Once the difficulties of diagnosis are tackled, one has to consider the treatment options. Dr Lu said a multi-disciplinary approach was needed. To control symptoms such as pain and fatigue, medications like analgesics, anti-anxiety drugs, muscle relaxants, and anti-depressants, taken in combinations, could provide some relief.
Pregablin [sic] is the first drug to be approved by the US Food and Drug Administration for the treatment of fibromyalgia. It is said to be effective in reducing pain, disturbed sleep and fatigue. It works by modulating the hyper-excited neurotransmitters.

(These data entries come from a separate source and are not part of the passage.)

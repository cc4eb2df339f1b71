use axum::{
    extract::{
        rejection::{JsonRejection, PathRejection},
        Path, State,
    },
    http::{HeaderMap, StatusCode},
    routing::{get, post},
    Json, Router,
};
use serde::Deserialize;
use tracing::info;

use super::{validated, AppState};
use crate::access::require_role;
use crate::storage::models::{
    ActivityLog, AnalysisReport, Bookmark, HistoryEntry, NewBookmark, NewHistoryEntry,
    NewUserStats, ReportSummary, Role, User, UserPatch,
};
use crate::utils::{GatewayError, GatewayResult};

pub fn router() -> Router<AppState> {
    Router::new()
        .route("/users/me", get(me))
        .route("/users/accept_terms", post(accept_terms))
        .route(
            "/users/:user_id",
            get(user_info).put(update_user).delete(delete_user),
        )
        .route("/reports", get(list_reports))
        .route("/reports/:id", get(report_info))
        .route("/bookmarks", get(list_bookmarks).post(add_bookmark))
        .route("/bookmarks/:id", get(bookmark_info).delete(remove_bookmark))
        .route(
            "/history",
            get(list_history).post(add_history).delete(clear_history),
        )
        .route("/admin/stats", get(user_stats))
        .route("/admin/activity", get(all_activity))
        .route("/admin/activity/:user_id", get(user_activity))
        .route("/admin/users/:user_id/tokens", post(credit_tokens))
        .route("/admin/users/:user_id/role", post(change_role))
        .route("/admin/users/:user_id/ban", post(ban_user))
        .route("/admin/users/:user_id/unban", post(unban_user))
}

#[derive(Debug, Deserialize)]
pub struct TokensRequest {
    pub amount: i64,
}

#[derive(Debug, Deserialize)]
pub struct RoleRequest {
    pub role: Role,
}

type JsonBody<T> = Result<Json<T>, JsonRejection>;
type IdPath = Result<Path<i64>, PathRejection>;

async fn authorize(state: &AppState, headers: &HeaderMap, required: Role) -> GatewayResult<User> {
    let caller = state.caller(headers).await?;
    require_role(caller.as_ref(), required).cloned()
}

async fn me(State(state): State<AppState>, headers: HeaderMap) -> GatewayResult<Json<User>> {
    let user = authorize(&state, &headers, Role::User).await?;
    Ok(Json(user))
}

async fn accept_terms(
    State(state): State<AppState>,
    headers: HeaderMap,
) -> GatewayResult<Json<User>> {
    let user = authorize(&state, &headers, Role::User).await?;
    let updated = state.db.accept_terms(user.id).await?;
    state
        .db
        .log_action(Some(user.id), user.id, "Accepted terms of use")
        .await?;
    Ok(Json(updated))
}

// ---- 用户管理 ----

async fn user_info(
    State(state): State<AppState>,
    headers: HeaderMap,
    user_id: IdPath,
) -> GatewayResult<Json<User>> {
    authorize(&state, &headers, Role::Manager).await?;
    let Path(user_id) = validated(user_id)?;
    let user = state
        .db
        .get_user(user_id)
        .await?
        .ok_or(GatewayError::UserNotFound(user_id))?;
    Ok(Json(user))
}

async fn update_user(
    State(state): State<AppState>,
    headers: HeaderMap,
    user_id: IdPath,
    patch: JsonBody<UserPatch>,
) -> GatewayResult<Json<User>> {
    let manager = authorize(&state, &headers, Role::Manager).await?;
    let Path(user_id) = validated(user_id)?;
    let Json(patch) = validated(patch)?;
    if patch.is_empty() {
        return Err(GatewayError::Validation("nothing to update".to_string()));
    }
    // 角色变更仍然只有 admin 可以做
    if patch.role.is_some() {
        require_role(Some(&manager), Role::Admin)?;
    }

    let user = state.db.patch_user(user_id, &patch).await?;
    state
        .db
        .log_action(Some(manager.id), user_id, "Updated user profile")
        .await?;
    info!(manager_id = manager.id, user_id, "用户资料已更新");
    Ok(Json(user))
}

async fn delete_user(
    State(state): State<AppState>,
    headers: HeaderMap,
    user_id: IdPath,
) -> GatewayResult<StatusCode> {
    let manager = authorize(&state, &headers, Role::Manager).await?;
    let Path(user_id) = validated(user_id)?;
    if user_id == manager.id {
        return Err(GatewayError::Validation("cannot delete yourself".to_string()));
    }

    state.db.delete_user(user_id).await?;
    info!(manager_id = manager.id, user_id, "用户已删除");
    Ok(StatusCode::NO_CONTENT)
}

// ---- 报告 ----

async fn list_reports(
    State(state): State<AppState>,
    headers: HeaderMap,
) -> GatewayResult<Json<Vec<ReportSummary>>> {
    let user = authorize(&state, &headers, Role::User).await?;
    let reports = state.db.reports_for_owner(user.id).await?;
    Ok(Json(reports.iter().map(AnalysisReport::summary).collect()))
}

async fn report_info(
    State(state): State<AppState>,
    headers: HeaderMap,
    report_id: Result<Path<String>, PathRejection>,
) -> GatewayResult<Json<AnalysisReport>> {
    let user = authorize(&state, &headers, Role::User).await?;
    let Path(report_id) = validated(report_id)?;
    let report = state
        .db
        .get_report(&report_id)
        .await?
        .filter(|r| r.is_exist)
        .ok_or(GatewayError::ReportNotFound)?;

    if !report.access_type.permits(report.owner_id, &user) {
        return Err(GatewayError::AccessDenied);
    }
    Ok(Json(report))
}

// ---- 收藏 ----

async fn list_bookmarks(
    State(state): State<AppState>,
    headers: HeaderMap,
) -> GatewayResult<Json<Vec<Bookmark>>> {
    let user = authorize(&state, &headers, Role::User).await?;
    Ok(Json(state.db.bookmarks_for_user(user.id).await?))
}

async fn add_bookmark(
    State(state): State<AppState>,
    headers: HeaderMap,
    bookmark: JsonBody<NewBookmark>,
) -> GatewayResult<(StatusCode, Json<Bookmark>)> {
    let user = authorize(&state, &headers, Role::User).await?;
    let Json(bookmark) = validated(bookmark)?;
    let created = state.db.create_bookmark(user.id, &bookmark).await?;
    state
        .db
        .log_action(
            Some(user.id),
            user.id,
            &format!("Bookmarked product {}", created.product_id),
        )
        .await?;
    Ok((StatusCode::CREATED, Json(created)))
}

/// 收藏者本人或 manager 以上可读
async fn bookmark_info(
    State(state): State<AppState>,
    headers: HeaderMap,
    bookmark_id: IdPath,
) -> GatewayResult<Json<Bookmark>> {
    let user = authorize(&state, &headers, Role::User).await?;
    let Path(bookmark_id) = validated(bookmark_id)?;
    let bookmark = state
        .db
        .get_bookmark(bookmark_id)
        .await?
        .ok_or(GatewayError::BookmarkNotFound(bookmark_id))?;

    if bookmark.user_id != user.id && user.role.access_level() < Role::Manager.access_level() {
        return Err(GatewayError::AccessDenied);
    }
    Ok(Json(bookmark))
}

async fn remove_bookmark(
    State(state): State<AppState>,
    headers: HeaderMap,
    bookmark_id: IdPath,
) -> GatewayResult<StatusCode> {
    let user = authorize(&state, &headers, Role::User).await?;
    let Path(bookmark_id) = validated(bookmark_id)?;
    state.db.delete_bookmark(bookmark_id, user.id).await?;
    state
        .db
        .log_action(
            Some(user.id),
            user.id,
            &format!("Removed bookmark {}", bookmark_id),
        )
        .await?;
    Ok(StatusCode::NO_CONTENT)
}

// ---- 搜索历史 ----

async fn list_history(
    State(state): State<AppState>,
    headers: HeaderMap,
) -> GatewayResult<Json<Vec<HistoryEntry>>> {
    let user = authorize(&state, &headers, Role::User).await?;
    Ok(Json(state.db.history_for_user(user.id).await?))
}

async fn add_history(
    State(state): State<AppState>,
    headers: HeaderMap,
    entry: JsonBody<NewHistoryEntry>,
) -> GatewayResult<(StatusCode, Json<HistoryEntry>)> {
    let user = authorize(&state, &headers, Role::User).await?;
    let Json(entry) = validated(entry)?;
    let created = state.db.add_history(user.id, &entry).await?;
    state
        .db
        .log_action(
            Some(user.id),
            user.id,
            &format!("Started searching for product {}", created.title),
        )
        .await?;
    Ok((StatusCode::CREATED, Json(created)))
}

async fn clear_history(
    State(state): State<AppState>,
    headers: HeaderMap,
) -> GatewayResult<StatusCode> {
    let user = authorize(&state, &headers, Role::User).await?;
    let removed = state.db.clear_history(user.id).await?;
    state
        .db
        .log_action(Some(user.id), user.id, "Cleared search history")
        .await?;
    info!(user_id = user.id, "清空搜索历史 {} 条", removed);
    Ok(StatusCode::NO_CONTENT)
}

// ---- 管理 ----

async fn user_stats(
    State(state): State<AppState>,
    headers: HeaderMap,
) -> GatewayResult<Json<Vec<NewUserStats>>> {
    authorize(&state, &headers, Role::Manager).await?;
    Ok(Json(state.db.new_user_stats().await?))
}

async fn all_activity(
    State(state): State<AppState>,
    headers: HeaderMap,
) -> GatewayResult<Json<Vec<ActivityLog>>> {
    authorize(&state, &headers, Role::Manager).await?;
    Ok(Json(state.db.all_activity().await?))
}

async fn user_activity(
    State(state): State<AppState>,
    headers: HeaderMap,
    user_id: IdPath,
) -> GatewayResult<Json<Vec<ActivityLog>>> {
    authorize(&state, &headers, Role::Manager).await?;
    let Path(user_id) = validated(user_id)?;
    if state.db.get_user(user_id).await?.is_none() {
        return Err(GatewayError::UserNotFound(user_id));
    }
    Ok(Json(state.db.activity_for_user(user_id).await?))
}

async fn credit_tokens(
    State(state): State<AppState>,
    headers: HeaderMap,
    user_id: IdPath,
    request: JsonBody<TokensRequest>,
) -> GatewayResult<Json<User>> {
    let manager = authorize(&state, &headers, Role::Manager).await?;
    let Path(user_id) = validated(user_id)?;
    let Json(request) = validated(request)?;
    if request.amount <= 0 {
        return Err(GatewayError::Validation("amount must be positive".to_string()));
    }

    let user = state.db.add_tokens(user_id, request.amount).await?;
    state
        .db
        .log_action(
            Some(manager.id),
            user_id,
            &format!("Credited {} tokens", request.amount),
        )
        .await?;
    info!(manager_id = manager.id, user_id, "充值 {} token", request.amount);
    Ok(Json(user))
}

async fn change_role(
    State(state): State<AppState>,
    headers: HeaderMap,
    user_id: IdPath,
    request: JsonBody<RoleRequest>,
) -> GatewayResult<Json<User>> {
    let admin = authorize(&state, &headers, Role::Admin).await?;
    let Path(user_id) = validated(user_id)?;
    let Json(request) = validated(request)?;
    let user = state.db.set_role(user_id, request.role).await?;
    state
        .db
        .log_action(
            Some(admin.id),
            user_id,
            &format!("Changed role to {}", request.role),
        )
        .await?;
    info!(admin_id = admin.id, user_id, "角色变更为 {}", request.role);
    Ok(Json(user))
}

async fn ban_user(
    State(state): State<AppState>,
    headers: HeaderMap,
    user_id: IdPath,
) -> GatewayResult<Json<User>> {
    set_active(state, headers, user_id, false).await
}

async fn unban_user(
    State(state): State<AppState>,
    headers: HeaderMap,
    user_id: IdPath,
) -> GatewayResult<Json<User>> {
    set_active(state, headers, user_id, true).await
}

async fn set_active(
    state: AppState,
    headers: HeaderMap,
    user_id: IdPath,
    active: bool,
) -> GatewayResult<Json<User>> {
    let manager = authorize(&state, &headers, Role::Manager).await?;
    let Path(user_id) = validated(user_id)?;
    if user_id == manager.id {
        return Err(GatewayError::Validation("cannot change your own status".to_string()));
    }

    let user = state.db.set_active(user_id, active).await?;
    let action = if active { "Unbanned" } else { "Banned" };
    state
        .db
        .log_action(Some(manager.id), user_id, action)
        .await?;
    info!(manager_id = manager.id, user_id, "{}", action);
    Ok(Json(user))
}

Patients also need to manage fibromyalgia by educating themselves on the condition, doing aerobic exercises, and learning stress reduction through psychological and behavioural management.
The burden is not only physical, mental and emotional; there is also an economic cost involved. A survey done in South Korea last year showed that one in every five fibromyalgia patients were not able to work because of their condition, and a quarter of them stated that they could only work at times. So fibromyalgia also indirectly affects the employers of patients. It is a burden on the healthcare system. Thus early diagnosis is essential on all fronts to reduce unnecessary costs and burdens.